矢萩:ほんと、発達段階によりますね。あと、受験を始めるのも友達に影響されて、という子が多いけれど、辞めたいと言い出すのも友達がらみだったり。「仲の悪い子が同じ学校を受けることがわかったから受験やめたい」とか。女の子に多いかな。本当に子どもっていろいろ考えが変わるんですよ。

■矛盾をはらんだ言動に親はどう向き合うか?

安浪:6年生といっても、秋口までぐちゃぐちゃありますよね。特に、夏休みすぎて秋になってから「塾を辞めたい」「公立に行く」と言い出す子は多いです。塾がいちばんしんどくなる時期ですから。そんなときは、「一旦ちょっとお休みしてみようか」と言うこともありますし、「受験しなくてもいいけど、勉強したことは中学でも絶対役立つから勉強だけはもうちょっと続けてみようか」と言ってみたりすることもあります。でもその時期を乗り越えると、今まで「公立でいい」と言っていた子も「やっぱり受験する」って言い出すことが多いですね。ここまでやってきたという、子どもなりのプライドが出てくるんでしょうね。

矢萩:そもそも子どもの言動って矛盾をはらんでいるんです。「受験したい」と言ってみたり、「やっぱり辞めたい」と言ってみたり。だから「あなた前こう言ってたじゃない」と言っても仕方がない。

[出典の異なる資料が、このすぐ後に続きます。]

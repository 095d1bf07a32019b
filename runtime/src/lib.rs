//! swizzle-runtime: the class/selector/method-table object model that
//! swizzle-intercept hooks into.
//!
//! Classes own a table of methods keyed by interned selectors. Each method
//! carries an optional type encoding and an atomically swappable
//! implementation pointer. Objects start with an `isa` pointer to their class
//! and messages are sent by resolving the current implementation and calling
//! it with the receiver and selector as the two leading arguments.

pub mod class;
pub mod error;
pub mod object;
pub mod selector;

pub use class::{Class, Imp, Method};
pub use error::{Result, RuntimeError};
pub use object::Object;
pub use selector::Sel;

ではどうするか。普段の対話の中で探っていくしかないと思っています。いろいろ言っているけど、相対的にこっちを言っていることが多いな、というのを捉えてほしい。どっちのほうを言っていることが多いかな、というのを対話によって情報収集していく感じです。

安浪:確かに。親も子どもが自分に都合が良いほうに動いている時は突っ込まないけど、そうじゃなくなった途端、「どうして?」と突っ込みだしたりしますから、矛盾があることはある。

矢萩:発達が早い子だと、それに気づいてしまって、わざと反抗的に違うことを言ったりしますからね。質問者さんの息子さんが「受験しない」と言い出しているのも、本心からかどうかは分かりませんよ。こう言えばお母さんが動揺して何か言ってくるかな?って。